### ABOUT THIS TASK
Check every line of the entries for "types", and copy the lines that hold it.

------------------------------------------------

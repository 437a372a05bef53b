//! # Thickline Prelude
//!
//! Commonly used types and traits in one import.
//!
//! ```rust
//! use thickline::prelude::*;
//!
//! let line = Line2::new();
//! assert_eq!(line.kind(), NodeKind::Line2);
//! ```

// Re-export line types
pub use crate::gfx::lines::{
    shared, Line2, LineGeometry, LineMaterial, LineMaterialParameters, LineSegments2,
    LineSegmentsGeometry, NodeKind, SegmentGeometry, Shared,
};

// Re-export camera, picking and scene types
pub use crate::gfx::camera::{Camera, OrbitCamera};
pub use crate::gfx::picking::{LineIntersection, Ray, RaycastCamera, Raycaster};
pub use crate::gfx::scene::{PickResult, Scene, SceneNode};

// Re-export rendering types
pub use crate::gfx::rendering::{DrawLines, LineRenderer, RendererConfig};

pub use crate::error::{LineError, LineResult};

// Re-export common external dependencies
pub use cgmath::{InnerSpace, Vector3, Zero};
pub use wgpu::{Device, Queue};
//! # Graphics Module
//!
//! Everything needed to build, pick and draw wide lines.
//!
//! ## Architecture Overview
//!
//! - **Lines** ([`lines`]) - geometry, material and the line node types
//! - **Camera System** ([`camera`]) - camera trait and an orbit camera
//! - **Picking** ([`picking`]) - rays, bounding volumes and line hit records
//! - **Rendering Pipeline** ([`rendering`]) - the instanced wide-line pipeline
//! - **Scene Management** ([`scene`]) - node container with scene-wide picking
//!
//! ## Usage
//!
//! ```no_run
//! use thickline::gfx::lines::{shared, Line2, LineGeometry};
//! use thickline::gfx::scene::Scene;
//! use cgmath::Vector3;
//!
//! let geometry = LineGeometry::from_points(&[
//!     Vector3::new(0.0, 0.0, 0.0),
//!     Vector3::new(1.0, 1.0, 0.0),
//! ]);
//! let mut scene = Scene::new();
//! scene.add(Line2::with_geometry(shared(geometry)));
//! ```

pub mod camera;
pub mod lines;
pub mod picking;
pub mod rendering;
pub mod scene;

// Re-export commonly used types
pub use camera::orbit_camera::OrbitCamera;
pub use lines::{Line2, LineGeometry, LineMaterial, LineSegments2, NodeKind};
pub use rendering::{DrawLines, LineRenderer, RendererConfig};
pub use scene::Scene;
//! # Segment Geometry
//!
//! Disjoint line segments stored as one GPU instance per segment. The renderer
//! expands every instance into a screen-space quad, so the CPU side only keeps
//! endpoints, endpoint colors and endpoint line distances.

use cgmath::{InnerSpace, Matrix4, Point3, Transform, Vector3};
use wgpu::Device;

use crate::error::{LineError, LineResult};
use crate::gfx::picking::{BoundingSphere, AABB};

const WHITE: [f32; 3] = [1.0, 1.0, 1.0];

/// Per-segment instance data uploaded to the GPU.
///
/// # Memory Layout
///
/// `#[repr(C)]` with only `f32` fields, so the struct is `Pod` and its bytes
/// can be copied straight into a vertex buffer stepped per instance.
#[repr(C)]
#[derive(Copy, Clone, Debug, PartialEq, bytemuck::Pod, bytemuck::Zeroable)]
pub struct SegmentInstance {
    pub start: [f32; 3],
    pub end: [f32; 3],
    pub start_color: [f32; 3],
    pub end_color: [f32; 3],
    /// Distance along the line at `start`, used for dashing
    pub start_distance: f32,
    /// Distance along the line at `end`
    pub end_distance: f32,
}

impl SegmentInstance {
    const ATTRIBUTES: [wgpu::VertexAttribute; 6] = wgpu::vertex_attr_array![
        2 => Float32x3,
        3 => Float32x3,
        4 => Float32x3,
        5 => Float32x3,
        6 => Float32,
        7 => Float32,
    ];

    pub fn new(start: [f32; 3], end: [f32; 3]) -> Self {
        Self {
            start,
            end,
            start_color: WHITE,
            end_color: WHITE,
            start_distance: 0.0,
            end_distance: 0.0,
        }
    }

    pub fn start_point(&self) -> Vector3<f32> {
        Vector3::from(self.start)
    }

    pub fn end_point(&self) -> Vector3<f32> {
        Vector3::from(self.end)
    }

    pub fn length(&self) -> f32 {
        (self.end_point() - self.start_point()).magnitude()
    }

    /// Returns the instance buffer layout for wgpu rendering.
    ///
    /// Locations 0 and 1 belong to the shared quad, so instance attributes
    /// start at location 2.
    pub fn desc() -> wgpu::VertexBufferLayout<'static> {
        wgpu::VertexBufferLayout {
            array_stride: std::mem::size_of::<SegmentInstance>() as wgpu::BufferAddress,
            step_mode: wgpu::VertexStepMode::Instance,
            attributes: &Self::ATTRIBUTES,
        }
    }
}

/// Instance buffer mirrored from a [`LineSegmentsGeometry`].
#[derive(Debug)]
pub struct SegmentGpuResources {
    pub instance_buffer: wgpu::Buffer,
    pub instance_count: u32,
    uploaded_version: u64,
}

/// Disjoint line segments.
#[derive(Debug, Default)]
pub struct LineSegmentsGeometry {
    instances: Vec<SegmentInstance>,
    has_colors: bool,
    has_line_distances: bool,
    bounding_box: Option<AABB>,
    bounding_sphere: Option<BoundingSphere>,
    version: u64,
    gpu_resources: Option<SegmentGpuResources>,
}

/// What a line renderable needs from its geometry.
///
/// Implemented by [`LineSegmentsGeometry`] itself and by geometries that feed it,
/// such as [`LineGeometry`](super::LineGeometry). Mutation is limited to
/// operations that keep the segment layout intact, so a wrapping geometry's own
/// bookkeeping cannot fall out of step.
pub trait SegmentGeometry {
    fn segments(&self) -> &LineSegmentsGeometry;
    fn compute_line_distances(&mut self);
    fn update_gpu_resources(&mut self, device: &Device);
}

impl SegmentGeometry for LineSegmentsGeometry {
    fn segments(&self) -> &LineSegmentsGeometry {
        self
    }

    fn compute_line_distances(&mut self) {
        LineSegmentsGeometry::compute_line_distances(self);
    }

    fn update_gpu_resources(&mut self, device: &Device) {
        LineSegmentsGeometry::update_gpu_resources(self, device);
    }
}

impl LineSegmentsGeometry {
    /// Creates an empty geometry
    pub fn new() -> Self {
        Self::default()
    }

    /// Replaces all segments from flat `[x0, y0, z0, x1, y1, z1, ...]` data.
    ///
    /// Colors and line distances are reset.
    pub fn set_positions(&mut self, positions: &[f32]) -> LineResult<()> {
        if positions.len() % 6 != 0 {
            return Err(LineError::InvalidSegmentData {
                len: positions.len(),
            });
        }

        let segments = positions.chunks_exact(6).map(|p| {
            SegmentInstance::new([p[0], p[1], p[2]], [p[3], p[4], p[5]])
        });
        self.replace_instances(segments.collect());
        Ok(())
    }

    /// Replaces all segments from `[start, end]` pairs.
    pub fn set_segments(&mut self, segments: &[[[f32; 3]; 2]]) {
        let segments = segments
            .iter()
            .map(|[start, end]| SegmentInstance::new(*start, *end));
        self.replace_instances(segments.collect());
    }

    /// Sets flat per-endpoint RGB colors: 6 floats per segment.
    pub fn set_colors(&mut self, colors: &[f32]) -> LineResult<()> {
        let expected = self.instances.len() * 6;
        if colors.len() != expected {
            return Err(LineError::ColorCountMismatch {
                expected,
                actual: colors.len(),
            });
        }

        for (instance, c) in self.instances.iter_mut().zip(colors.chunks_exact(6)) {
            instance.start_color = [c[0], c[1], c[2]];
            instance.end_color = [c[3], c[4], c[5]];
        }
        self.has_colors = true;
        self.touch();
        Ok(())
    }

    /// Fills the per-endpoint line distances used for dashing.
    ///
    /// Distances accumulate over segment lengths in segment order, starting at 0,
    /// whether or not consecutive segments share endpoints.
    pub fn compute_line_distances(&mut self) {
        let mut travelled = 0.0;
        for instance in &mut self.instances {
            instance.start_distance = travelled;
            travelled += instance.length();
            instance.end_distance = travelled;
        }
        self.has_line_distances = true;
        self.touch();
    }

    /// Transforms every endpoint and refreshes the bounding volumes.
    ///
    /// Line distances are left untouched; recompute them if the matrix scales.
    pub fn apply_matrix4(&mut self, matrix: &Matrix4<f32>) {
        for instance in &mut self.instances {
            instance.start = matrix
                .transform_point(Point3::from(instance.start))
                .into();
            instance.end = matrix.transform_point(Point3::from(instance.end)).into();
        }
        self.compute_bounding_box();
        self.compute_bounding_sphere();
        self.touch();
    }

    pub fn compute_bounding_box(&mut self) {
        self.bounding_box = AABB::from_points(self.endpoints());
    }

    /// Sphere centered on the bounding box, just large enough for every endpoint.
    pub fn compute_bounding_sphere(&mut self) {
        if self.bounding_box.is_none() {
            self.compute_bounding_box();
        }
        self.bounding_sphere = self
            .bounding_box
            .map(|aabb| BoundingSphere::enclosing(aabb.center(), self.endpoints()));
    }

    pub fn bounding_box(&self) -> Option<AABB> {
        self.bounding_box
    }

    pub fn bounding_sphere(&self) -> Option<BoundingSphere> {
        self.bounding_sphere
    }

    pub fn segment_count(&self) -> usize {
        self.instances.len()
    }

    pub fn is_empty(&self) -> bool {
        self.instances.is_empty()
    }

    /// Endpoints of segment `index`.
    pub fn segment(&self, index: usize) -> Option<(Vector3<f32>, Vector3<f32>)> {
        self.instances
            .get(index)
            .map(|instance| (instance.start_point(), instance.end_point()))
    }

    pub fn instances(&self) -> &[SegmentInstance] {
        &self.instances
    }

    pub fn has_colors(&self) -> bool {
        self.has_colors
    }

    pub fn has_line_distances(&self) -> bool {
        self.has_line_distances
    }

    /// Bumped on every change, so GPU mirrors know when to re-upload.
    pub fn version(&self) -> u64 {
        self.version
    }

    /// Uploads the instances when the GPU copy is missing or stale.
    pub fn update_gpu_resources(&mut self, device: &Device) {
        let up_to_date = self
            .gpu_resources
            .as_ref()
            .is_some_and(|gpu| gpu.uploaded_version == self.version);
        if up_to_date {
            return;
        }

        if self.instances.is_empty() {
            self.gpu_resources = None;
            return;
        }

        log::debug!(
            "Uploading {} line segments ({} bytes)",
            self.instances.len(),
            self.instances.len() * std::mem::size_of::<SegmentInstance>()
        );

        let instance_buffer = wgpu::util::DeviceExt::create_buffer_init(
            device,
            &wgpu::util::BufferInitDescriptor {
                label: Some("Line Segment Instance Buffer"),
                contents: bytemuck::cast_slice(&self.instances),
                usage: wgpu::BufferUsages::VERTEX,
            },
        );

        self.gpu_resources = Some(SegmentGpuResources {
            instance_buffer,
            instance_count: self.instances.len() as u32,
            uploaded_version: self.version,
        });
    }

    pub fn gpu_resources(&self) -> Option<&SegmentGpuResources> {
        self.gpu_resources.as_ref()
    }

    /// Whether the uploaded buffer matches the CPU data.
    pub fn is_gpu_current(&self) -> bool {
        match &self.gpu_resources {
            Some(gpu) => gpu.uploaded_version == self.version,
            None => self.instances.is_empty(),
        }
    }

    fn replace_instances(&mut self, instances: Vec<SegmentInstance>) {
        self.instances = instances;
        self.has_colors = false;
        self.has_line_distances = false;
        self.compute_bounding_box();
        self.compute_bounding_sphere();
        self.touch();
    }

    fn endpoints(&self) -> impl Iterator<Item = Vector3<f32>> + '_ {
        self.instances
            .iter()
            .flat_map(|instance| [instance.start_point(), instance.end_point()])
    }

    fn touch(&mut self) {
        self.version = self.version.wrapping_add(1);
    }
}

#[cfg(test)]
mod tests {
    use super::*;

    fn two_segments() -> LineSegmentsGeometry {
        let mut geometry = LineSegmentsGeometry::new();
        geometry
            .set_positions(&[0.0, 0.0, 0.0, 3.0, 4.0, 0.0, 10.0, 0.0, 0.0, 10.0, 0.0, 2.0])
            .unwrap();
        geometry
    }

    #[test]
    fn test_positions_become_segments() {
        let geometry = two_segments();
        assert_eq!(geometry.segment_count(), 2);
        assert_eq!(
            geometry.segment(1),
            Some((Vector3::new(10.0, 0.0, 0.0), Vector3::new(10.0, 0.0, 2.0)))
        );
        assert!(!geometry.has_colors());
        assert_eq!(geometry.instances()[0].start_color, WHITE);
    }

    #[test]
    fn test_partial_segment_is_rejected() {
        let mut geometry = LineSegmentsGeometry::new();
        let err = geometry.set_positions(&[0.0; 7]).unwrap_err();
        assert_eq!(err, LineError::InvalidSegmentData { len: 7 });
        assert!(geometry.is_empty());
    }

    #[test]
    fn test_colors_must_match_segments() {
        let mut geometry = two_segments();
        assert_eq!(
            geometry.set_colors(&[1.0; 6]),
            Err(LineError::ColorCountMismatch {
                expected: 12,
                actual: 6
            })
        );

        let colors: Vec<f32> = (0..12).map(|i| i as f32 / 12.0).collect();
        geometry.set_colors(&colors).unwrap();
        assert!(geometry.has_colors());
        assert_eq!(geometry.instances()[1].start_color, [0.5, 7.0 / 12.0, 8.0 / 12.0]);
    }

    #[test]
    fn test_line_distances_accumulate() {
        let mut geometry = two_segments();
        geometry.compute_line_distances();

        let instances = geometry.instances();
        assert_eq!(instances[0].start_distance, 0.0);
        assert!((instances[0].end_distance - 5.0).abs() < 1e-6);
        assert!((instances[1].start_distance - 5.0).abs() < 1e-6);
        assert!((instances[1].end_distance - 7.0).abs() < 1e-6);
        assert!(geometry.has_line_distances());
    }

    #[test]
    fn test_bounds_enclose_endpoints() {
        let geometry = two_segments();
        let aabb = geometry.bounding_box().unwrap();
        assert_eq!(aabb.min, Vector3::new(0.0, 0.0, 0.0));
        assert_eq!(aabb.max, Vector3::new(10.0, 4.0, 2.0));

        let sphere = geometry.bounding_sphere().unwrap();
        for i in 0..geometry.segment_count() {
            let (start, end) = geometry.segment(i).unwrap();
            assert!((start - sphere.center).magnitude() <= sphere.radius + 1e-5);
            assert!((end - sphere.center).magnitude() <= sphere.radius + 1e-5);
        }
    }

    #[test]
    fn test_empty_geometry_has_no_bounds() {
        let geometry = LineSegmentsGeometry::new();
        assert!(geometry.bounding_box().is_none());
        assert!(geometry.bounding_sphere().is_none());
        assert!(geometry.is_gpu_current());
    }

    #[test]
    fn test_apply_matrix_moves_bounds() {
        let mut geometry = two_segments();
        geometry.apply_matrix4(&Matrix4::from_translation(Vector3::new(0.0, 0.0, -5.0)));

        let aabb = geometry.bounding_box().unwrap();
        assert_eq!(aabb.min.z, -5.0);
        assert_eq!(aabb.max.z, -3.0);
    }

    #[test]
    fn test_every_change_bumps_version() {
        let mut geometry = two_segments();
        let v0 = geometry.version();
        geometry.compute_line_distances();
        let v1 = geometry.version();
        geometry.set_colors(&[0.0; 12]).unwrap();
        assert!(v1 > v0);
        assert!(geometry.version() > v1);
        assert!(!geometry.is_gpu_current());
    }

    #[test]
    fn test_instance_layout_matches_struct() {
        let layout = SegmentInstance::desc();
        assert_eq!(layout.array_stride, 56);
        assert_eq!(layout.step_mode, wgpu::VertexStepMode::Instance);
        assert_eq!(layout.attributes.last().unwrap().offset, 52);
    }
}
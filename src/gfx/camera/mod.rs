pub mod camera_utils;
pub mod orbit_camera;

// Re-export main types
pub use camera_utils::{Camera, CameraUniform, OPENGL_TO_WGPU_MATRIX};
pub use orbit_camera::OrbitCamera;
// src/wgpu_utils/uniform_buffer.rs
use std::marker::PhantomData;

/// Typed uniform buffer that skips redundant uploads
pub struct UniformBuffer<Content> {
    buffer: wgpu::Buffer,
    content_type: PhantomData<Content>,
    previous_content: Vec<u8>,
}

impl<Content: bytemuck::Pod> UniformBuffer<Content> {
    fn name() -> &'static str {
        let type_name = std::any::type_name::<Content>();
        let pos = type_name.rfind(':').unwrap_or(0);
        if pos > 0 {
            &type_name[(pos + 1)..]
        } else {
            type_name
        }
    }

    /// Create a new uniform buffer
    pub fn new(device: &wgpu::Device) -> Self {
        let buffer = device.create_buffer(&wgpu::BufferDescriptor {
            label: Some(&format!("UniformBuffer: {}", Self::name())),
            size: std::mem::size_of::<Content>() as u64,
            usage: wgpu::BufferUsages::UNIFORM | wgpu::BufferUsages::COPY_DST,
            mapped_at_creation: false,
        });

        UniformBuffer {
            buffer,
            content_type: PhantomData,
            previous_content: Vec::new(),
        }
    }

    /// Create buffer with initial data
    pub fn new_with_data(device: &wgpu::Device, initial_content: &Content) -> Self {
        let buffer = device.create_buffer(&wgpu::BufferDescriptor {
            label: Some(&format!("UniformBuffer: {}", Self::name())),
            size: std::mem::size_of::<Content>() as u64,
            usage: wgpu::BufferUsages::UNIFORM | wgpu::BufferUsages::COPY_DST,
            mapped_at_creation: true,
        });

        let mapped_memory = buffer.slice(..);
        mapped_memory
            .get_mapped_range_mut()
            .clone_from_slice(bytemuck::bytes_of(initial_content));
        buffer.unmap();

        UniformBuffer {
            buffer,
            content_type: PhantomData,
            previous_content: bytemuck::bytes_of(initial_content).to_vec(),
        }
    }

    /// Update buffer content (skips the write when nothing changed)
    pub fn update_content(&mut self, queue: &wgpu::Queue, content: Content) {
        let new_content = bytemuck::bytes_of(&content);
        if self.previous_content == new_content {
            return;
        }
        queue.write_buffer(&self.buffer, 0, new_content);
        self.previous_content = new_content.to_vec();
    }

    /// Get binding resource
    pub fn binding_resource(&self) -> wgpu::BindingResource<'_> {
        self.buffer.as_entire_binding()
    }
}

------------------------------------------------

### EXPECTED ANSWER
//! Commonly used types and traits in one import.
// Re-export line types
// Re-export camera, picking and scene types
// Re-export rendering types
//! - **Lines** ([`lines`]) - geometry, material and the line node types
// Re-export commonly used types
// Re-export main types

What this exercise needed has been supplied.